Investigating the Validity and Significance of Variant Calls by Next Generation Sequencing (NGS)

Abstract

Whole genome or exome sequencing enables the fast generation of large volumes of data and is currently a hot topic in research. This technique has the subject of extensive research and has vast applications in healthcare and medicine. Next generation sequencing (NGS) has the advantage of providing large length reads when compared to the traditional method of Sanger Sequencing. NGS enables the identification of genetic disease-causing variants, thus, improving the quality of healthcare, diagnostics and biomedical research. One of the major challenges of NGS is the analysis of large data outcomes. The diversity in DNA library preparation methods for various available platforms may result in data inaccuracies. Furthermore, the disparity in variant calling accuracies as a result of using diverse algorithms complicates the process of NGS data analysis. As a result, there is a large possibility for false positive and/or false negative results due to alignment and/or chemistry errors.
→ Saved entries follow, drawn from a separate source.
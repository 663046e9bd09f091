//! Parameter panel behavior: bounds, change events and snapshots.

use std::sync::{Arc, Mutex};

use proptest::prelude::*;
use vtracer_gui_lib::core::{
    AppConfig, AppState, ColorMode, ControlKind, CurveMode, Hierarchical, ParameterChange,
    ParameterPanel, ParameterSnapshot,
};

fn any_change() -> impl Strategy<Value = ParameterChange> {
    prop_oneof![
        prop_oneof![Just(ColorMode::Color), Just(ColorMode::Binary)]
            .prop_map(ParameterChange::ColorMode),
        prop_oneof![Just(Hierarchical::Stacked), Just(Hierarchical::Cutout)]
            .prop_map(ParameterChange::Hierarchical),
        prop_oneof![Just(CurveMode::Spline), Just(CurveMode::Polygon), Just(CurveMode::Pixel)]
            .prop_map(ParameterChange::CurveMode),
        any::<i32>().prop_map(ParameterChange::FilterSpeckle),
        any::<i32>().prop_map(ParameterChange::ColorPrecision),
        any::<i32>().prop_map(ParameterChange::GradientStep),
        any::<i32>().prop_map(ParameterChange::CornerThreshold),
        any::<i32>().prop_map(ParameterChange::SegmentLength),
        any::<i32>().prop_map(ParameterChange::SpliceThreshold),
        (-50i32..250).prop_map(ParameterChange::SegmentLength),
    ]
}

proptest! {
    #[test]
    fn snapshot_stays_within_bounds(changes in prop::collection::vec(any_change(), 0..40)) {
        let mut panel = ParameterPanel::new();
        for change in changes {
            panel.apply(change);
            prop_assert!(panel.snapshot().is_within_bounds(), "{:?}", panel.snapshot());
        }
    }

    #[test]
    fn segment_length_lands_on_half_steps(position in any::<i32>()) {
        let mut panel = ParameterPanel::new();
        panel.apply(ParameterChange::SegmentLength(position));
        let length = panel.snapshot().length_threshold();
        prop_assert!((3.5..=10.0).contains(&length));
        prop_assert_eq!((length * 2.0).fract(), 0.0);
    }
}

#[test]
fn test_state_exposes_default_parameters() {
    let state = AppState::new(AppConfig::default());
    assert_eq!(state.parameters().unwrap(), ParameterSnapshot::default());
}

#[test]
fn test_update_is_visible_in_next_snapshot() {
    let state = AppState::new(AppConfig::default());
    let event = state
        .update_parameter(ParameterChange::SegmentLength(75))
        .unwrap();
    assert_eq!(event.label, "7.5");
    assert_eq!(state.parameters().unwrap().length_threshold(), 7.5);
}

#[test]
fn test_subscribers_receive_clamped_changes() {
    let state = AppState::new(AppConfig::default());
    let seen = Arc::new(Mutex::new(Vec::new()));
    let sink = seen.clone();
    state
        .subscribe_parameters(move |event| sink.lock().unwrap().push(event.change.clone()))
        .unwrap();

    state.update_parameter(ParameterChange::FilterSpeckle(500)).unwrap();
    state.update_parameter(ParameterChange::CornerThreshold(-1)).unwrap();

    assert_eq!(
        *seen.lock().unwrap(),
        vec![
            ParameterChange::FilterSpeckle(128),
            ParameterChange::CornerThreshold(0),
        ]
    );
}

#[test]
fn test_reset_publishes_one_event_per_control() {
    let state = AppState::new(AppConfig::default());
    state.update_parameter(ParameterChange::ColorMode(ColorMode::Binary)).unwrap();

    let count = Arc::new(Mutex::new(0));
    let counter = count.clone();
    state
        .subscribe_parameters(move |_| *counter.lock().unwrap() += 1)
        .unwrap();

    assert_eq!(state.reset_parameters().unwrap(), ParameterSnapshot::default());
    assert_eq!(*count.lock().unwrap(), 9);
}

#[test]
fn test_descriptors_reflect_current_values() {
    let state = AppState::new(AppConfig::default());
    state.update_parameter(ParameterChange::ColorPrecision(3)).unwrap();

    let controls = state.controls().unwrap();
    let precision = controls.iter().find(|c| c.id == "colorPrecision").unwrap();
    assert_eq!(precision.group, "Clustering");
    match &precision.kind {
        ControlKind::Slider { min, max, value, display, .. } => {
            assert_eq!((*min, *max, *value), (1, 8, 3));
            assert_eq!(display, "3");
        }
        other => panic!("expected slider, got {other:?}"),
    }

    let mode = controls.iter().find(|c| c.id == "curveMode").unwrap();
    assert_eq!(mode.group, "Curve Fitting");
    match &mode.kind {
        ControlKind::Choice { options, current } => {
            let labels: Vec<_> = options.iter().map(|o| o.label).collect();
            assert_eq!(labels, ["Spline", "Polygon", "Pixel"]);
            assert_eq!(*current, "spline");
        }
        other => panic!("expected choice, got {other:?}"),
    }
}

#[test]
fn test_descriptor_wire_format() {
    let controls = ParameterPanel::new().controls();
    let json = serde_json::to_value(&controls[7]).unwrap();
    assert_eq!(json["id"], "segmentLength");
    assert_eq!(json["kind"], "slider");
    assert_eq!(json["min"], 35);
    assert_eq!(json["max"], 100);
    assert_eq!(json["step"], 5);
    assert_eq!(json["display"], "4.0");
}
In this project, we utilized the MiSeq platform that was selected based on its cost effective properties and ability to provide rapid genetic analysis. The autism panel is used in this study to assist the investigation of genomic features associated with autism by targeting 101 genes linked specifically to Autism. Here, we hypothesized that we could devise NGS analysis criteria to distinguish false positive and/or false negative sequencing calls to improve the quality of the generated sequencing data. Four Autism patients cohort of Arab descent have been used as a model for this research. We were able to prove our hypothesized criteria by validating the detected variances by Sanger Sequencing.